A new Langley religious group has sprung up on Facebook and is hoping to meet more in person as COVID-19 restrictions ease – the local pagan community.
Stephanie Windle moved to Langley recently from the Sunshine Coast, where she had organized the Sunshine Coast Spiral Dance group for some time.
She was hoping to find some local organization to join.
“I noticed there were none in Langley,” Windle said. So she started a new Langley Pagans Facebook group, and was surprised at the response, gathering more than 20 members in just a few weeks.
“It’s a great way to get to know people and know the area,” she said.
Windle said that paganism is a nature-based spirituality that centers around natural cycles like the phases of the moon and the seasons.
“It’s kind of an umbrella term,” she said, noting there are many ways people practice the religion.
Although it’s an old religion, it’s constantly evolving and changing, Windle said.
One thing it has in common with almost every other faith is that members like to gather together, and the pandemic has put a serious crimp in those gatherings.
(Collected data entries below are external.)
// ABOUTME: Registry entries describing a backend: identity, capabilities, cost profile and constructor.
// ABOUTME: Also holds the declared config schema used by the factory to validate caller configuration.

use crate::error::FieldIssue;
use agentry_agent::{AgentBackend, AgentCapabilities, AgentConfig, Capability};
use serde::{Deserialize, Serialize};
use serde_json::Value;
use std::fmt;
use std::sync::Arc;

/// Builds a backend from an already merged and validated configuration
pub type Constructor =
    Arc<dyn Fn(&AgentConfig) -> anyhow::Result<Box<dyn AgentBackend>> + Send + Sync>;

/// Routing-relevant figures for a backend
#[derive(Debug, Clone, Copy, PartialEq, Serialize, Deserialize)]
pub struct BackendProfile {
    /// Relative cost per thousand tokens
    pub cost_per_1k_tokens: f64,
    /// Relative quality score, higher is better
    pub quality: f64,
    /// Typical latency in milliseconds
    pub latency_ms: u64,
}

impl Default for BackendProfile {
    fn default() -> Self {
        Self {
            cost_per_1k_tokens: 0.0,
            quality: 0.5,
            latency_ms: 1000,
        }
    }
}

/// JSON type a config field must have
#[derive(Debug, Clone, Copy, PartialEq, Eq, Serialize, Deserialize)]
#[serde(rename_all = "snake_case")]
pub enum FieldKind {
    String,
    Integer,
    Number,
    Boolean,
    Array,
    Object,
    Any,
}

impl FieldKind {
    pub fn matches(&self, value: &Value) -> bool {
        match self {
            FieldKind::String => value.is_string(),
            FieldKind::Integer => value.is_i64() || value.is_u64(),
            FieldKind::Number => value.is_number(),
            FieldKind::Boolean => value.is_boolean(),
            FieldKind::Array => value.is_array(),
            FieldKind::Object => value.is_object(),
            FieldKind::Any => true,
        }
    }

    pub fn as_str(&self) -> &'static str {
        match self {
            FieldKind::String => "string",
            FieldKind::Integer => "integer",
            FieldKind::Number => "number",
            FieldKind::Boolean => "boolean",
            FieldKind::Array => "array",
            FieldKind::Object => "object",
            FieldKind::Any => "any",
        }
    }
}

/// Name of a JSON value's type, for error messages
pub fn json_type_name(value: &Value) -> &'static str {
    match value {
        Value::Null => "null",
        Value::Bool(_) => "boolean",
        Value::Number(n) if n.is_f64() => "number",
        Value::Number(_) => "integer",
        Value::String(_) => "string",
        Value::Array(_) => "array",
        Value::Object(_) => "object",
    }
}

/// Restriction on a field's value beyond its JSON type
#[derive(Debug, Clone, PartialEq, Eq, Serialize, Deserialize)]
#[serde(rename_all = "snake_case", tag = "rule", content = "values")]
pub enum FieldConstraint {
    /// String drawn from a fixed set
    OneOf(Vec<String>),
    /// Number that is zero or greater
    NonNegative,
    /// Array of known capability names
    CapabilityNames,
    /// Array or object whose items are all strings
    StringsOnly,
}

impl FieldConstraint {
    /// Why `value` breaks the constraint, if it does. Only called once the
    /// field's type already matched.
    pub fn violation(&self, value: &Value) -> Option<String> {
        match self {
            FieldConstraint::OneOf(allowed) => match value.as_str() {
                Some(s) if allowed.iter().any(|a| a == s) => None,
                _ => Some(format!("must be one of: {}", allowed.join(", "))),
            },
            FieldConstraint::NonNegative => {
                let negative = match value.as_i64() {
                    Some(n) => n < 0,
                    None => value.as_f64().map(|n| n < 0.0).unwrap_or(false),
                };
                negative.then(|| "must not be negative".to_string())
            }
            FieldConstraint::CapabilityNames => {
                let unknown: Vec<String> = value
                    .as_array()
                    .into_iter()
                    .flatten()
                    .filter(|item| {
                        item.as_str()
                            .map(|name| name.parse::<Capability>().is_err())
                            .unwrap_or(true)
                    })
                    .map(|item| match item.as_str() {
                        Some(name) => name.to_string(),
                        None => item.to_string(),
                    })
                    .collect();
                (!unknown.is_empty())
                    .then(|| format!("unknown capabilities: {}", unknown.join(", ")))
            }
            FieldConstraint::StringsOnly => {
                let all_strings = match value {
                    Value::Array(items) => items.iter().all(Value::is_string),
                    Value::Object(map) => map.values().all(Value::is_string),
                    _ => true,
                };
                (!all_strings).then(|| "must contain only strings".to_string())
            }
        }
    }
}

/// One declared configuration field
#[derive(Debug, Clone, PartialEq, Eq, Serialize, Deserialize)]
pub struct FieldSpec {
    pub name: String,
    pub kind: FieldKind,
    pub required: bool,
    #[serde(default, skip_serializing_if = "Option::is_none")]
    pub constraint: Option<FieldConstraint>,
}

impl FieldSpec {
    pub fn required(name: impl Into<String>, kind: FieldKind) -> Self {
        Self {
            name: name.into(),
            kind,
            required: true,
            constraint: None,
        }
    }

    pub fn optional(name: impl Into<String>, kind: FieldKind) -> Self {
        Self {
            name: name.into(),
            kind,
            required: false,
            constraint: None,
        }
    }

    pub fn with_constraint(mut self, constraint: FieldConstraint) -> Self {
        self.constraint = Some(constraint);
        self
    }

    /// String field limited to `allowed`
    pub fn one_of<I, S>(mut self, allowed: I) -> Self
    where
        I: IntoIterator<Item = S>,
        S: Into<String>,
    {
        self.constraint = Some(FieldConstraint::OneOf(
            allowed.into_iter().map(Into::into).collect(),
        ));
        self
    }
}

/// Check `config` against `schema`, collecting every problem rather than
/// stopping at the first
pub fn validate_config(schema: &[FieldSpec], config: &AgentConfig) -> Vec<FieldIssue> {
    let mut issues = Vec::new();
    for field in schema {
        match config.get(&field.name) {
            None | Some(Value::Null) if field.required => {
                issues.push(FieldIssue::missing(&field.name));
            }
            None | Some(Value::Null) => {}
            Some(value) if !field.kind.matches(value) => {
                issues.push(FieldIssue::wrong_type(
                    &field.name,
                    field.kind.as_str(),
                    json_type_name(value),
                ));
            }
            Some(Value::String(s)) if field.required && s.trim().is_empty() => {
                issues.push(FieldIssue::invalid(&field.name, "must not be empty"));
            }
            Some(value) => {
                if let Some(reason) = field.constraint.as_ref().and_then(|c| c.violation(value)) {
                    issues.push(FieldIssue::invalid(&field.name, reason));
                }
            }
        }
    }
    issues
}

/// Everything the runtime knows about a registered backend
#[derive(Clone)]
pub struct AgentDescriptor {
    pub id: String,
    /// Variant name, e.g. "mock" or "command"
    pub kind: String,
    pub version: String,
    /// Capabilities every instance must offer
    pub capabilities: AgentCapabilities,
    pub profile: BackendProfile,
    /// Configuration applied underneath whatever the caller passes
    pub defaults: AgentConfig,
    pub config_fields: Vec<FieldSpec>,
    pub enabled: bool,
    /// Tie-breaker during selection, lower wins
    pub priority: i32,
    pub constructor: Constructor,
}

impl AgentDescriptor {
    pub fn builder(id: impl Into<String>, kind: impl Into<String>) -> DescriptorBuilder {
        DescriptorBuilder {
            id: id.into(),
            kind: kind.into(),
            version: "0.1.0".to_string(),
            capabilities: AgentCapabilities::default(),
            profile: BackendProfile::default(),
            defaults: AgentConfig::new(),
            config_fields: Vec::new(),
            enabled: true,
            priority: 0,
        }
    }

    pub fn supports(&self, capability: Capability) -> bool {
        self.capabilities.supports(capability)
    }
}

impl fmt::Debug for AgentDescriptor {
    fn fmt(&self, f: &mut fmt::Formatter<'_>) -> fmt::Result {
        f.debug_struct("AgentDescriptor")
            .field("id", &self.id)
            .field("kind", &self.kind)
            .field("version", &self.version)
            .field("capabilities", &self.capabilities)
            .field("profile", &self.profile)
            .field("defaults", &self.defaults.keys().collect::<Vec<_>>())
            .field("config_fields", &self.config_fields)
            .field("enabled", &self.enabled)
            .field("priority", &self.priority)
            .finish_non_exhaustive()
    }
}

pub struct DescriptorBuilder {
    id: String,
    kind: String,
    version: String,
    capabilities: AgentCapabilities,
    profile: BackendProfile,
    defaults: AgentConfig,
    config_fields: Vec<FieldSpec>,
    enabled: bool,
    priority: i32,
}

impl DescriptorBuilder {
    pub fn version(mut self, version: impl Into<String>) -> Self {
        self.version = version.into();
        self
    }

    pub fn capabilities(mut self, capabilities: AgentCapabilities) -> Self {
        self.capabilities = capabilities;
        self
    }

    pub fn profile(mut self, profile: BackendProfile) -> Self {
        self.profile = profile;
        self
    }

    pub fn cost(mut self, cost_per_1k_tokens: f64) -> Self {
        self.profile.cost_per_1k_tokens = cost_per_1k_tokens;
        self
    }

    pub fn quality(mut self, quality: f64) -> Self {
        self.profile.quality = quality;
        self
    }

    pub fn latency_ms(mut self, latency_ms: u64) -> Self {
        self.profile.latency_ms = latency_ms;
        self
    }

    pub fn defaults(mut self, defaults: AgentConfig) -> Self {
        self.defaults = defaults;
        self
    }

    pub fn default_value(mut self, key: impl Into<String>, value: Value) -> Self {
        self.defaults.insert(key.into(), value);
        self
    }

    pub fn field(mut self, field: FieldSpec) -> Self {
        self.config_fields.push(field);
        self
    }

    pub fn fields(mut self, fields: impl IntoIterator<Item = FieldSpec>) -> Self {
        self.config_fields.extend(fields);
        self
    }

    pub fn enabled(mut self, enabled: bool) -> Self {
        self.enabled = enabled;
        self
    }

    pub fn priority(mut self, priority: i32) -> Self {
        self.priority = priority;
        self
    }

    pub fn build<F>(self, constructor: F) -> AgentDescriptor
    where
        F: Fn(&AgentConfig) -> anyhow::Result<Box<dyn AgentBackend>> + Send + Sync + 'static,
    {
        self.build_with(Arc::new(constructor))
    }

    pub fn build_with(self, constructor: Constructor) -> AgentDescriptor {
        AgentDescriptor {
            id: self.id,
            kind: self.kind,
            version: self.version,
            capabilities: self.capabilities,
            profile: self.profile,
            defaults: self.defaults,
            config_fields: self.config_fields,
            enabled: self.enabled,
            priority: self.priority,
            constructor,
        }
    }
}

#[cfg(test)]
mod tests {
    use super::*;
    use crate::error::FieldProblem;
    use serde_json::json;

    fn config(value: Value) -> AgentConfig {
        match value {
            Value::Object(map) => map,
            _ => panic!("expected object"),
        }
    }

    #[test]
    fn test_validate_collects_all_issues() {
        let schema = vec![
            FieldSpec::required("binary", FieldKind::String),
            FieldSpec::required("model", FieldKind::String),
            FieldSpec::optional("timeout_secs", FieldKind::Integer),
        ];
        let issues = validate_config(&schema, &config(json!({"timeout_secs": "soon"})));

        assert_eq!(issues.len(), 3);
        assert_eq!(issues[0].problem, FieldProblem::Missing);
        assert_eq!(issues[1].field, "model");
        assert_eq!(
            issues[2].problem,
            FieldProblem::WrongType {
                expected: "integer".into(),
                found: "string".into()
            }
        );
    }

    #[test]
    fn test_validate_accepts_optional_absence_and_null() {
        let schema = vec![FieldSpec::optional("env", FieldKind::Object)];
        assert!(validate_config(&schema, &AgentConfig::new()).is_empty());
        assert!(validate_config(&schema, &config(json!({"env": null}))).is_empty());
    }

    #[test]
    fn test_validate_rejects_blank_required_string() {
        let schema = vec![FieldSpec::required("binary", FieldKind::String)];
        let issues = validate_config(&schema, &config(json!({"binary": "  "})));
        assert!(matches!(issues[0].problem, FieldProblem::Invalid(_)));
    }

    #[test]
    fn test_validate_reports_each_value_violation() {
        let schema = vec![
            FieldSpec::optional("pass_query_via", FieldKind::String).one_of(["arg", "stdin"]),
            FieldSpec::optional("timeout_secs", FieldKind::Integer)
                .with_constraint(FieldConstraint::NonNegative),
            FieldSpec::optional("capabilities", FieldKind::Array)
                .with_constraint(FieldConstraint::CapabilityNames),
            FieldSpec::optional("args", FieldKind::Array).with_constraint(FieldConstraint::StringsOnly),
        ];
        let issues = validate_config(
            &schema,
            &config(json!({
                "pass_query_via": "telnet",
                "timeout_secs": -1,
                "capabilities": ["streaming", "telepathy", 7],
                "args": ["--verbose", 3],
            })),
        );

        let fields: Vec<_> = issues.iter().map(|i| i.field.as_str()).collect();
        assert_eq!(fields, vec!["pass_query_via", "timeout_secs", "capabilities", "args"]);
        assert!(issues.iter().all(|i| matches!(i.problem, FieldProblem::Invalid(_))));
        assert_eq!(
            issues[0].problem,
            FieldProblem::Invalid("must be one of: arg, stdin".into())
        );
        assert_eq!(
            issues[2].problem,
            FieldProblem::Invalid("unknown capabilities: telepathy, 7".into())
        );
    }

    #[test]
    fn test_constraints_accept_valid_values() {
        let schema = vec![
            FieldSpec::optional("pass_query_via", FieldKind::String).one_of(["arg", "stdin"]),
            FieldSpec::optional("latency_ms", FieldKind::Integer)
                .with_constraint(FieldConstraint::NonNegative),
            FieldSpec::optional("env", FieldKind::Object).with_constraint(FieldConstraint::StringsOnly),
        ];
        let valid = config(json!({
            "pass_query_via": "stdin",
            "latency_ms": 0,
            "env": {"HOME": "/tmp"},
        }));
        assert!(validate_config(&schema, &valid).is_empty());
    }

    #[test]
    fn test_integer_field_rejects_float() {
        assert!(!FieldKind::Integer.matches(&json!(1.5)));
        assert!(FieldKind::Number.matches(&json!(1.5)));
        assert_eq!(json_type_name(&json!(1.5)), "number");
        assert_eq!(json_type_name(&json!(3)), "integer");
    }
}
On the Sunshine Coast before COVID-19 hit, Windle’s group organized bi-weekly coffee socials and holiday meetings.
“We became a heavily digital-only community,” she noted.
As restrictions have eased, the local pagan community in Langley is going to be “half and half” she said, with online events mixed with in-person, and hopefully transitioning more to in-person events as more people are vaccinated and the pandemic eventually recedes.
The end goal would be to have a permanent physical premises for a local group, but as they are still a new and small group, gatherings will be in coffee shops, parks, and member’s households, Windle said.
She’s also hoping the group can start doing some community outreach work, such as volunteer clean ups in Langley parks.
“I want us to be a part of the community and to be present,” she said.
Popular culture has conflated paganism with Hollywood-style witchcraft, which Windle said is far from the reality of their group.
“We don’t fly on broomsticks,” she said. “Although sometimes we wish we could, we could save on gas money.”